England argues that pursuant to this rule, the affidavit was delivered to Seminole Walls on October 24, the day it was sent, and thus was timely.

Were we to accept Seminole Wall’s argument, we would be foreclosing the possibility of using facsimile to accomplish service of a pleading or affidavit in the context of summary judgment proceedings, although rule 1.080(b) permits facsimile service and delivery in all other contexts. We think the better view is that rule 1.510(c) does not set forth the exclusive methods of service or delivery for summary judgment proceedings and that it falls under the umbrella of rule 1.010, which provides that these rules (ie., including rule 1.080(b)) “apply to all actions of a civil nature and all speciality statutory proceedings in the circuit court and count courts except those to which the Florida Probate Rules, the Florida Family Law Rules of Procedure, or the Small Claims Rules apply.” Summary judgment proceedings are not excepted out.

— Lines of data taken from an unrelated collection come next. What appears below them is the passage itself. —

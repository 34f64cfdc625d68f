/// Swapchain - presentable image chain, per-image views and the depth target
///
/// Owns everything whose lifetime is tied to the surface size:
/// - swapchain images and their views (always in lock-step)
/// - one render-finished semaphore per image (presentation is keyed by image index)
/// - the depth image shared by every frame in flight
///
/// A rebuild tears the whole state down before the new chain is created.

use ash::vk;
use gnve_engine::gnve::frame::{AcquireOutcome, Extent2D, PresentOutcome, SwapImageIndex};
use gnve_engine::gnve::{Error, Result};
use gnve_engine::{engine_bail, engine_debug, engine_error, engine_info};
use std::sync::Arc;

use crate::vulkan_context::GpuContext;
use crate::vulkan_image::{GpuImage, ImageDesc};

const SOURCE: &str = "gnve::vulkan::swapchain";

/// Surface format the engine asks for first
pub const PREFERRED_SURFACE_FORMAT: vk::SurfaceFormatKHR = vk::SurfaceFormatKHR {
    format: vk::Format::B8G8R8A8_SRGB,
    color_space: vk::ColorSpaceKHR::SRGB_NONLINEAR,
};

/// Depth formats tried in order of preference
pub const DEPTH_FORMAT_CANDIDATES: [vk::Format; 3] = [
    vk::Format::D32_SFLOAT,
    vk::Format::D32_SFLOAT_S8_UINT,
    vk::Format::D24_UNORM_S8_UINT,
];

/// Preferred format, else the first one the surface reports
pub fn negotiate_surface_format(available: &[vk::SurfaceFormatKHR]) -> Option<vk::SurfaceFormatKHR> {
    available
        .iter()
        .find(|f| {
            f.format == PREFERRED_SURFACE_FORMAT.format && f.color_space == PREFERRED_SURFACE_FORMAT.color_space
        })
        .or_else(|| available.first())
        .copied()
}

/// MAILBOX when available, else FIFO (always supported)
pub fn negotiate_present_mode(available: &[vk::PresentModeKHR]) -> vk::PresentModeKHR {
    if available.contains(&vk::PresentModeKHR::MAILBOX) {
        vk::PresentModeKHR::MAILBOX
    } else {
        vk::PresentModeKHR::FIFO
    }
}

/// Requested count clamped to the surface range (a max of 0 means unbounded)
pub fn negotiate_image_count(capabilities: &vk::SurfaceCapabilitiesKHR, requested: u32) -> u32 {
    let desired = requested.max(capabilities.min_image_count);
    if capabilities.max_image_count > 0 {
        desired.min(capabilities.max_image_count)
    } else {
        desired
    }
}

/// Fixed surface extent when the platform dictates one, else the window size clamped
pub fn clamp_extent(capabilities: &vk::SurfaceCapabilitiesKHR, window: Extent2D) -> vk::Extent2D {
    if capabilities.current_extent.width != u32::MAX {
        return capabilities.current_extent;
    }
    vk::Extent2D {
        width: window.width.clamp(
            capabilities.min_image_extent.width,
            capabilities.max_image_extent.width,
        ),
        height: window.height.clamp(
            capabilities.min_image_extent.height,
            capabilities.max_image_extent.height,
        ),
    }
}

/// First candidate usable as an optimal-tiling depth attachment
pub fn find_depth_format<F>(properties: F) -> Option<vk::Format>
where
    F: Fn(vk::Format) -> vk::FormatProperties,
{
    DEPTH_FORMAT_CANDIDATES.into_iter().find(|&format| {
        properties(format)
            .optimal_tiling_features
            .contains(vk::FormatFeatureFlags::DEPTH_STENCIL_ATTACHMENT)
    })
}

/// Whether `format` carries a stencil aspect next to depth
pub fn has_stencil(format: vk::Format) -> bool {
    matches!(
        format,
        vk::Format::D32_SFLOAT_S8_UINT | vk::Format::D24_UNORM_S8_UINT | vk::Format::D16_UNORM_S8_UINT
    )
}

/// Aspects of a depth image of `format`
pub fn depth_aspect(format: vk::Format) -> vk::ImageAspectFlags {
    if has_stencil(format) {
        vk::ImageAspectFlags::DEPTH | vk::ImageAspectFlags::STENCIL
    } else {
        vk::ImageAspectFlags::DEPTH
    }
}

/// Vulkan swapchain manager
pub struct Swapchain {
    ctx: Arc<GpuContext>,
    physical_device: vk::PhysicalDevice,

    /// Surface, owned by the renderer's instance guard and outliving the swapchain
    surface: vk::SurfaceKHR,
    surface_loader: ash::khr::surface::Instance,

    /// Swapchain
    swapchain: vk::SwapchainKHR,
    swapchain_loader: ash::khr::swapchain::Device,
    images: Vec<vk::Image>,
    image_views: Vec<vk::ImageView>,
    /// One semaphore per swapchain image (signaled by submit, waited by present)
    render_finished: Vec<vk::Semaphore>,
    depth: Option<GpuImage>,

    /// Negotiated once at creation and kept across rebuilds
    surface_format: vk::SurfaceFormatKHR,
    present_mode: vk::PresentModeKHR,
    /// Resolved once by probing the device, then cached
    depth_format: vk::Format,
    /// Image count asked of the surface before clamping
    requested_image_count: u32,
    extent: vk::Extent2D,
}

impl Swapchain {
    /// Negotiate formats and build the first chain at `extent`
    pub fn create(
        ctx: &Arc<GpuContext>,
        instance: &ash::Instance,
        physical_device: vk::PhysicalDevice,
        surface_loader: ash::khr::surface::Instance,
        surface: vk::SurfaceKHR,
        extent: Extent2D,
        requested_image_count: u32,
    ) -> Result<Self> {
        let log = &ctx.log;
        let (formats, modes) = unsafe {
            let formats = ctx.check(
                "query surface formats",
                surface_loader.get_physical_device_surface_formats(physical_device, surface),
            )?;
            let modes = ctx.check(
                "query present modes",
                surface_loader.get_physical_device_surface_present_modes(physical_device, surface),
            )?;
            (formats, modes)
        };

        let surface_format = negotiate_surface_format(&formats).ok_or_else(|| {
            engine_error!(log, SOURCE, "Surface reports no formats");
            Error::Configuration("surface reports no formats".to_string())
        })?;
        let present_mode = negotiate_present_mode(&modes);
        let depth_format = find_depth_format(|format| unsafe {
            instance.get_physical_device_format_properties(physical_device, format)
        })
        .ok_or_else(|| {
            engine_error!(log, SOURCE, "No supported depth format among {:?}", DEPTH_FORMAT_CANDIDATES);
            Error::Configuration("no supported depth attachment format".to_string())
        })?;

        engine_info!(
            log,
            SOURCE,
            "Surface format {:?}/{:?}, present mode {:?}, depth {:?}",
            surface_format.format,
            surface_format.color_space,
            present_mode,
            depth_format
        );

        let mut swapchain = Self {
            ctx: Arc::clone(ctx),
            physical_device,
            surface,
            surface_loader,
            swapchain: vk::SwapchainKHR::null(),
            swapchain_loader: ash::khr::swapchain::Device::new(instance, &ctx.device),
            images: Vec::new(),
            image_views: Vec::new(),
            render_finished: Vec::new(),
            depth: None,
            surface_format,
            present_mode,
            depth_format,
            requested_image_count,
            extent: vk::Extent2D::default(),
        };
        swapchain.build(extent)?;
        Ok(swapchain)
    }

    /// Rebuild in dependency order: swapchain, image views, semaphores, depth
    fn build(&mut self, window_extent: Extent2D) -> Result<()> {
        if window_extent.is_zero() {
            engine_bail!(self.ctx.log, SOURCE, "Refusing to build a zero-extent swapchain");
        }

        let ctx = Arc::clone(&self.ctx);
        unsafe {
            let capabilities = ctx.check(
                "query surface capabilities",
                self.surface_loader
                    .get_physical_device_surface_capabilities(self.physical_device, self.surface),
            )?;
            let extent = clamp_extent(&capabilities, window_extent);
            if extent.width == 0 || extent.height == 0 {
                engine_bail!(ctx.log, SOURCE, "Surface reports a zero extent");
            }

            let create_info = vk::SwapchainCreateInfoKHR::default()
                .surface(self.surface)
                .min_image_count(negotiate_image_count(&capabilities, self.requested_image_count))
                .image_format(self.surface_format.format)
                .image_color_space(self.surface_format.color_space)
                .image_extent(extent)
                .image_array_layers(1)
                .image_usage(vk::ImageUsageFlags::COLOR_ATTACHMENT)
                .image_sharing_mode(vk::SharingMode::EXCLUSIVE)
                .pre_transform(capabilities.current_transform)
                .composite_alpha(vk::CompositeAlphaFlagsKHR::OPAQUE)
                .present_mode(self.present_mode)
                .clipped(true);

            self.swapchain = ctx.check("create swapchain", self.swapchain_loader.create_swapchain(&create_info, None))?;
            self.extent = extent;

            self.images = ctx.check("get swapchain images", self.swapchain_loader.get_swapchain_images(self.swapchain))?;

            for &image in &self.images {
                let view_info = vk::ImageViewCreateInfo::default()
                    .image(image)
                    .view_type(vk::ImageViewType::TYPE_2D)
                    .format(self.surface_format.format)
                    .components(vk::ComponentMapping {
                        r: vk::ComponentSwizzle::IDENTITY,
                        g: vk::ComponentSwizzle::IDENTITY,
                        b: vk::ComponentSwizzle::IDENTITY,
                        a: vk::ComponentSwizzle::IDENTITY,
                    })
                    .subresource_range(vk::ImageSubresourceRange {
                        aspect_mask: vk::ImageAspectFlags::COLOR,
                        base_mip_level: 0,
                        level_count: 1,
                        base_array_layer: 0,
                        layer_count: 1,
                    });
                let view = ctx.check("create swapchain image view", ctx.device.create_image_view(&view_info, None))?;
                self.image_views.push(view);
            }

            let semaphore_info = vk::SemaphoreCreateInfo::default();
            for _ in 0..self.images.len() {
                let semaphore = ctx.check(
                    "create render-finished semaphore",
                    ctx.device.create_semaphore(&semaphore_info, None),
                )?;
                self.render_finished.push(semaphore);
            }
        }

        self.depth = Some(GpuImage::new(
            &ctx,
            &ImageDesc {
                name: "depth_target",
                width: self.extent.width,
                height: self.extent.height,
                mip_levels: 1,
                format: self.depth_format,
                usage: vk::ImageUsageFlags::DEPTH_STENCIL_ATTACHMENT,
                aspect: depth_aspect(self.depth_format),
            },
        )?);

        engine_debug!(
            ctx.log,
            SOURCE,
            "Swapchain built: {} image(s), {}x{}",
            self.images.len(),
            self.extent.width,
            self.extent.height
        );
        Ok(())
    }

    /// Release views, depth target and semaphores, then the swapchain handle
    pub fn destroy(&mut self) {
        unsafe {
            for view in self.image_views.drain(..) {
                self.ctx.device.destroy_image_view(view, None);
            }
            self.depth = None;
            for semaphore in self.render_finished.drain(..) {
                self.ctx.device.destroy_semaphore(semaphore, None);
            }
            self.images.clear();
            if self.swapchain != vk::SwapchainKHR::null() {
                self.swapchain_loader.destroy_swapchain(self.swapchain, None);
                self.swapchain = vk::SwapchainKHR::null();
            }
        }
    }

    /// Wait for the device, tear everything down and build a new chain
    pub fn recreate(&mut self, extent: Extent2D) -> Result<()> {
        unsafe {
            self.ctx.check("wait idle before swapchain rebuild", self.ctx.device.device_wait_idle())?;
        }
        self.destroy();
        self.build(extent)
    }

    /// Acquire the next image, signaling `image_acquired`
    pub fn acquire(&self, image_acquired: vk::Semaphore) -> Result<AcquireOutcome> {
        let result = unsafe {
            self.swapchain_loader
                .acquire_next_image(self.swapchain, u64::MAX, image_acquired, vk::Fence::null())
        };
        match result {
            Ok((index, false)) => Ok(AcquireOutcome::Success(SwapImageIndex::new(index))),
            Ok((index, true)) => Ok(AcquireOutcome::Suboptimal(SwapImageIndex::new(index))),
            Err(vk::Result::ERROR_OUT_OF_DATE_KHR) => Ok(AcquireOutcome::OutOfDate),
            Err(e) => self.ctx.check("acquire swapchain image", Err(e)),
        }
    }

    /// Present `image`, waiting on its render-finished semaphore
    pub fn present(&self, queue: vk::Queue, image: SwapImageIndex) -> Result<PresentOutcome> {
        let semaphore = self.render_finished_semaphore(image)?;
        let swapchains = [self.swapchain];
        let image_indices = [image.get()];
        let wait_semaphores = [semaphore];
        let present_info = vk::PresentInfoKHR::default()
            .wait_semaphores(&wait_semaphores)
            .swapchains(&swapchains)
            .image_indices(&image_indices);

        match unsafe { self.swapchain_loader.queue_present(queue, &present_info) } {
            Ok(false) => Ok(PresentOutcome::Presented),
            Ok(true) | Err(vk::Result::ERROR_OUT_OF_DATE_KHR) => Ok(PresentOutcome::Stale),
            Err(e) => self.ctx.check("present swapchain image", Err(e)),
        }
    }

    pub fn render_finished_semaphore(&self, image: SwapImageIndex) -> Result<vk::Semaphore> {
        match self.render_finished.get(image.as_usize()) {
            Some(&semaphore) => Ok(semaphore),
            None => engine_bail!(
                self.ctx.log,
                SOURCE,
                "{} out of range (count: {})",
                image,
                self.render_finished.len()
            ),
        }
    }

    /// (image, view) of a swapchain image
    pub fn color_target(&self, image: SwapImageIndex) -> Result<(vk::Image, vk::ImageView)> {
        match (self.images.get(image.as_usize()), self.image_views.get(image.as_usize())) {
            (Some(&image), Some(&view)) => Ok((image, view)),
            _ => engine_bail!(
                self.ctx.log,
                SOURCE,
                "{} out of range (count: {})",
                image,
                self.images.len()
            ),
        }
    }

    pub fn depth_target(&self) -> Result<&GpuImage> {
        match &self.depth {
            Some(depth) => Ok(depth),
            None => engine_bail!(self.ctx.log, SOURCE, "Depth target missing (swapchain destroyed)"),
        }
    }

    pub fn image_count(&self) -> usize {
        self.images.len()
    }

    pub fn extent(&self) -> vk::Extent2D {
        self.extent
    }

    pub fn format(&self) -> vk::Format {
        self.surface_format.format
    }

    pub fn depth_format(&self) -> vk::Format {
        self.depth_format
    }

    pub fn present_mode(&self) -> vk::PresentModeKHR {
        self.present_mode
    }
}

impl Drop for Swapchain {
    fn drop(&mut self) {
        unsafe {
            // Wait for device to finish
            self.ctx.device.device_wait_idle().ok();
        }
        self.destroy();
    }
}

#[cfg(test)]
#[path = "vulkan_swapchain_tests.rs"]
mod tests;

We also think that this interpretation of the rules furthers the general policy of rule 1.010 which states that the rules be interpreted “to secure the just, speedy, and inexpensive determination of every action.” Faxes are a comparatively recent innovation in communication, but they have become a common and well-accepted way people do business and communicate today. They are clearly a speedier and less expensive way of communication, than, for example, hand-delivery. In our view, reference to “delivery” in rule 1.510(c) includes and incorporates delivery by fax in rule 1.080(c). Thus England’s affidavit was timely under the Summary Judgment Rule since its delivery was accomplished more than two days before the summary judgment hearing.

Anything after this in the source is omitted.